• La mariée était en larmes

       Mon mariage aurait plu à Brassens, j’en suis sûre !

             Reportons-nous en 1965, à Beyrouth, Liban. Une jeune fille de dix-neuf ans, nantie d’un lardon illégitime, débarque de sa Belgique natale pour tenter de se refaire une vie, loin des ragots et des malveillances. Elle rencontre un jeune homme du même âge qu’elle, et ils tombent amoureux. Un an plus tard, le visa de  la demoiselle ayant expiré, ils décident de se marier afin d’éviter l’expulsion — et parce qu’ils s’aiment, tout simplement. Mais les parents du « fiancé » ne l’entendent pas de cette oreille. Une fille mère dans la famille ? Ce n’est même pas la peine d’y penser. Il ne reste donc aux tourteraux qu’une solution : le khatifé.

             Le khatifé (littéralement « l’enlèvement ») est une pratique relativement courante, chez les maronites. Le prêtre bénit, à l’insu de tous, l’union d’un couple non majeur, et transcrit lui-même l’acte sur les registres d’état civil. Un mariage secret, quoi ! C’est follement romantique !

             Après avoir trouvé, non sans mal, un curé acceptant d’unir l’un de ses compatriotes à une fille mère (l’horrible engeance !), la date de la noce est fixée au 4 décembre à 16 heures. Mon futur mari raconte un bobard quelconque à ses parents, pour pouvoir s’absenter jusqu’au lendemain matin, et, à l’heure dite, le cortège nuptial se pointe à l’église. Il se compose des époux, des témoins (une copine française et le meilleur pote d’Alex), de mon petit garçon d’un an et demi, et de mon frère et ma belle-sœur nantis leurs deux fillettes. Tout ce petit monde, sur son trente-et-un, attend impatiemment le maître de cérémonie qui va officier à la va-vite dans un coin discret, à l’abri des regards.

             Or, le maître de cérémonie ne vient pas.

             Nous frappons à la porte de la sacristie. Personne n’ouvre. À celle du presbytère non plus. Alors, nous attendons. Une heure. Deux heures. A dix-huit heures trente, le bedeau, intrigué par ces gens qui campent sur ses prie-Dieu, vient aux nouvelles. Nous lui expliquons la situation.

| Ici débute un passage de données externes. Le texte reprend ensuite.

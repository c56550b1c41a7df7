//! External integrations.

pub mod redis;

pub use redis::RedisConnectionFactory;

             — M. le curé ne m’a parlé de rien, nous répond-il, embarrassé. Il est parti dîner chez sa sœur, à la montagne. Revenez demain.

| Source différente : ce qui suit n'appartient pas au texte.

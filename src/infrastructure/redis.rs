//! Redis connection factory.

use crate::config::RedisProperties;
use anyhow::{Context, Result};
use redis::{aio::ConnectionManager, AsyncCommands, Client};
use tracing::info;

/// Factory for connections to the configured Redis endpoint.
///
/// Construction only captures the endpoint; no socket is opened until
/// [`connect`](Self::connect) is called. The factory is cheap to clone and
/// safe to share across tasks; connection-level thread safety is delegated
/// to the `redis` crate.
#[derive(Clone)]
pub struct RedisConnectionFactory {
    client: Client,
    properties: RedisProperties,
}

impl RedisConnectionFactory {
    /// Builds a factory from validated properties. Performs no I/O.
    ///
    /// # Errors
    ///
    /// Returns an error only if the rendered connection URL is rejected by
    /// the client library; reachability of the endpoint is not checked here.
    pub fn new(properties: &RedisProperties) -> Result<Self> {
        let client = Client::open(properties.url().as_str())
            .with_context(|| format!("Failed to create Redis client for {}", properties.url()))?;

        Ok(Self {
            client,
            properties: properties.clone(),
        })
    }

    /// Opens a managed connection and validates it with a PING.
    ///
    /// # Errors
    ///
    /// Returns an error if the endpoint is unreachable or the PING fails.
    pub async fn connect(&self) -> Result<ConnectionManager> {
        info!(
            "Connecting to Redis at {}:{}",
            self.properties.host, self.properties.port
        );

        let mut manager = ConnectionManager::new(self.client.clone())
            .await
            .context("Failed to connect to Redis")?;

        manager
            .ping::<()>()
            .await
            .context("Redis PING failed")?;

        info!("✓ Connected to Redis");

        Ok(manager)
    }

    /// The underlying client, for callers managing their own connections.
    pub fn client(&self) -> &Client {
        &self.client
    }

    /// The endpoint this factory was built from.
    pub fn properties(&self) -> &RedisProperties {
        &self.properties
    }
}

             Chacun est rentré chez soi. J’ai pleuré comme une fontaine toute la soirée : on m’avait volé le plus beau jour de ma vie. Mais pas ma nuit de noces, heureusement ! De sorte que celle-ci a eu lieu avant le mariage, et pas après : Alex n’aurait pas pu découcher deux nuits de suite. Décidément, les traditions, ça n’a jamais été mon fort !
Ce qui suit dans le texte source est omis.